Brief: Each line in the entries below that holds the string "without" is to be listed.

Input for this task:

━━━━━━━━━━━━━━━━━━━━━━━━━━━━━━

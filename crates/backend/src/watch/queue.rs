//! SyncQueue - pending canonical changes, partitioned by chunking mode
//!
//! Each mode has its own set of monitored roots and its own `path → event`
//! map (last write wins). One canonical filesystem event fans out to every
//! (mode, root) pair whose root contains the path. Creations and
//! modifications that the cheap mtime/size check says are no-ops are dropped
//! here, so the sync pass only sees real work.
//!
//! Consumers never hold the lock while working: [`SyncQueue::drain`] hands
//! out a snapshot and the pass reports back with `mark_synced` / `remove`.

use std::{
  collections::{BTreeMap, BTreeSet, VecDeque},
  path::{Path, PathBuf},
  sync::{Arc, Mutex, MutexGuard, PoisonError},
};

use chrono::{DateTime, Utc};
use serde::Serialize;
use tracing::{debug, info, trace};

use crate::{
  domain::{
    event::{ChangeEvent, ChangeKind},
    mode::ChunkingMode,
    paths,
  },
  index::{detector::ChangeDetector, walker::TreeWalker},
};

/// Recorded events kept per mode for status reporting
pub const HISTORY_LIMIT: usize = 50;

#[derive(Debug, Default)]
struct ModeQueue {
  roots: BTreeSet<PathBuf>,
  pending: BTreeMap<PathBuf, ChangeEvent>,
  folder_counts: BTreeMap<PathBuf, u64>,
  history: VecDeque<ChangeEvent>,
  last_sync: Option<DateTime<Utc>>,
  synced_total: u64,
}

impl ModeQueue {
  fn enqueue(&mut self, event: ChangeEvent) {
    *self.folder_counts.entry(event.folder_root.clone()).or_default() += 1;
    if self.history.len() == HISTORY_LIMIT {
      self.history.pop_front();
    }
    self.history.push_back(event.clone());
    self.pending.insert(event.path.clone(), event);
  }
}

#[derive(Debug, Clone, Default, PartialEq, Serialize)]
pub struct ModeQueueStatus {
  pub pending: usize,
  pub roots: Vec<PathBuf>,
  pub folder_counts: BTreeMap<PathBuf, u64>,
  pub last_sync: Option<DateTime<Utc>>,
  pub synced_total: u64,
  /// Oldest first
  pub recent_events: Vec<ChangeEvent>,
}

#[derive(Debug, Clone, Default, PartialEq, Serialize)]
pub struct QueueStatus {
  pub needs_sync: bool,
  pub total_pending: usize,
  pub modes: BTreeMap<ChunkingMode, ModeQueueStatus>,
}

pub struct SyncQueue {
  detector: Arc<ChangeDetector>,
  modes: Mutex<BTreeMap<ChunkingMode, ModeQueue>>,
}

impl SyncQueue {
  pub fn new(detector: Arc<ChangeDetector>) -> Self {
    Self {
      detector,
      modes: Mutex::new(BTreeMap::new()),
    }
  }

  fn lock(&self) -> MutexGuard<'_, BTreeMap<ChunkingMode, ModeQueue>> {
    self.modes.lock().unwrap_or_else(PoisonError::into_inner)
  }

  // ==========================================================================
  // Monitored roots
  // ==========================================================================

  /// Monitor `root` for `mode`. Returns false if it already was.
  pub fn add_root(&self, mode: ChunkingMode, root: &Path) -> bool {
    let root = paths::normalize(root);
    let added = self.lock().entry(mode).or_default().roots.insert(root.clone());
    if added {
      info!(mode = %mode, root = %root.display(), "Monitoring folder");
    }
    added
  }

  /// Stop monitoring `root` for `mode` and drop its pending entries
  pub fn remove_root(&self, mode: ChunkingMode, root: &Path) -> bool {
    let root = paths::normalize(root);
    let mut modes = self.lock();
    let Some(queue) = modes.get_mut(&mode) else {
      return false;
    };
    if !queue.roots.remove(&root) {
      return false;
    }
    queue.pending.retain(|_, e| e.folder_root != root);
    queue.folder_counts.remove(&root);
    info!(mode = %mode, root = %root.display(), "Stopped monitoring folder");
    true
  }

  pub fn roots(&self, mode: ChunkingMode) -> Vec<PathBuf> {
    self
      .lock()
      .get(&mode)
      .map(|q| q.roots.iter().cloned().collect())
      .unwrap_or_default()
  }

  /// Union of monitored roots across modes
  pub fn all_roots(&self) -> BTreeSet<PathBuf> {
    self.lock().values().flat_map(|q| q.roots.iter().cloned()).collect()
  }

  /// Every (mode, root) pair whose root contains `path`
  pub fn matching_roots(&self, path: &Path) -> Vec<(ChunkingMode, PathBuf)> {
    let modes = self.lock();
    modes
      .iter()
      .flat_map(|(mode, q)| {
        q.roots
          .iter()
          .filter(|root| path.starts_with(root))
          .map(|root| (*mode, root.clone()))
      })
      .collect()
  }

  /// `path` relative to the deepest monitored root containing it
  pub fn relative_to_root(&self, path: &Path) -> Option<PathBuf> {
    self
      .matching_roots(path)
      .into_iter()
      .max_by_key(|(_, root)| root.components().count())
      .and_then(|(_, root)| path.strip_prefix(&root).ok().map(Path::to_path_buf))
  }

  // ==========================================================================
  // Events
  // ==========================================================================

  /// Route one canonical event to every matching (mode, root) pair.
  /// Returns the number of queue entries written.
  pub fn record_event(&self, path: &Path, kind: ChangeKind) -> usize {
    let path = paths::normalize(path);
    let matches = self.matching_roots(&path);
    if matches.is_empty() {
      trace!(path = %path.display(), "Event outside monitored roots");
      return 0;
    }

    // The stat happens outside the lock
    let mode_set: BTreeSet<ChunkingMode> = matches.iter().map(|(m, _)| *m).collect();
    let needs: BTreeMap<ChunkingMode, bool> = mode_set
      .into_iter()
      .map(|mode| {
        let needed = kind == ChangeKind::Deleted || self.detector.fast_needs_indexing(&path, mode);
        (mode, needed)
      })
      .collect();

    let mut written = 0;
    let mut modes = self.lock();
    for (mode, root) in matches {
      let queue = modes.entry(mode).or_default();
      if needs.get(&mode).copied().unwrap_or(true) {
        queue.enqueue(ChangeEvent::new(path.clone(), kind, mode, root));
        written += 1;
      } else if queue.pending.remove(&path).is_some() {
        trace!(path = %path.display(), mode = %mode, "Dropped no-op change");
      }
    }

    if written > 0 {
      debug!(path = %path.display(), kind = %kind, entries = written, "Queued change");
    }
    written
  }

  /// Enqueue an event for one known (mode, root) without the no-op check
  pub fn enqueue(&self, mode: ChunkingMode, root: &Path, path: &Path, kind: ChangeKind) {
    let event = ChangeEvent::new(paths::normalize(path), kind, mode, paths::normalize(root));
    self.lock().entry(mode).or_default().enqueue(event);
  }

  /// Snapshot of the pending events for `mode`, sorted by path
  pub fn drain(&self, mode: ChunkingMode) -> Vec<ChangeEvent> {
    self
      .lock()
      .get(&mode)
      .map(|q| q.pending.values().cloned().collect())
      .unwrap_or_default()
  }

  pub fn mark_synced(&self, paths: &[PathBuf], mode: ChunkingMode) -> usize {
    let mut modes = self.lock();
    let Some(queue) = modes.get_mut(&mode) else {
      return 0;
    };
    let removed = paths.iter().filter(|p| queue.pending.remove(*p).is_some()).count();
    queue.synced_total += removed as u64;
    queue.last_sync = Some(Utc::now());
    removed
  }

  /// Drop entries without counting them as synced
  pub fn remove(&self, paths: &[PathBuf], mode: ChunkingMode) -> usize {
    let mut modes = self.lock();
    let Some(queue) = modes.get_mut(&mode) else {
      return 0;
    };
    paths.iter().filter(|p| queue.pending.remove(*p).is_some()).count()
  }

  /// Drop every pending entry for `mode`; other modes are untouched
  pub fn clear(&self, mode: ChunkingMode) -> usize {
    let mut modes = self.lock();
    let Some(queue) = modes.get_mut(&mode) else {
      return 0;
    };
    let cleared = queue.pending.len();
    queue.pending.clear();
    cleared
  }

  pub fn len(&self, mode: ChunkingMode) -> usize {
    self.lock().get(&mode).map_or(0, |q| q.pending.len())
  }

  pub fn total_len(&self) -> usize {
    self.lock().values().map(|q| q.pending.len()).sum()
  }

  pub fn status(&self) -> QueueStatus {
    let modes = self.lock();
    let mut status = QueueStatus::default();
    for (mode, q) in modes.iter() {
      status.total_pending += q.pending.len();
      status.modes.insert(
        *mode,
        ModeQueueStatus {
          pending: q.pending.len(),
          roots: q.roots.iter().cloned().collect(),
          folder_counts: q.folder_counts.clone(),
          last_sync: q.last_sync,
          synced_total: q.synced_total,
          recent_events: q.history.iter().cloned().collect(),
        },
      );
    }
    status.needs_sync = status.total_pending > 0;
    status
  }

  // ==========================================================================
  // Forced rescan
  // ==========================================================================

  /// Compare one monitored root against the change detector and enqueue the
  /// differences. Blocking: walks the tree and stats every file.
  pub fn reconcile(&self, mode: ChunkingMode, root: &Path, walker: &TreeWalker) -> usize {
    let root = paths::normalize(root);
    let walked = walker.walk(&root);
    let live: BTreeSet<&Path> = walked.files.iter().map(|f| f.path.as_path()).collect();

    let mut changes: Vec<(PathBuf, ChangeKind)> = Vec::new();
    for file in &walked.files {
      if !self.detector.has_mode(&file.path, mode) {
        changes.push((file.path.clone(), ChangeKind::Created));
      } else if self.detector.fast_needs_indexing(&file.path, mode) {
        changes.push((file.path.clone(), ChangeKind::Modified));
      }
    }
    for recorded in self.detector.files_for_mode(mode) {
      if recorded.starts_with(&root) && !live.contains(recorded.as_path()) && !recorded.exists() {
        changes.push((recorded, ChangeKind::Deleted));
      }
    }

    let found = changes.len();
    let mut modes = self.lock();
    let queue = modes.entry(mode).or_default();
    for (path, kind) in changes {
      queue.enqueue(ChangeEvent::new(path, kind, mode, root.clone()));
    }
    info!(mode = %mode, root = %root.display(), changes = found, "Rescan complete");
    found
  }
}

━━━━━━━━━━━━━━━━━━━━━━━━━━━━━━

Reply to the task:
  /// Enqueue an event for one known (mode, root) without the no-op check
  /// Drop entries without counting them as synced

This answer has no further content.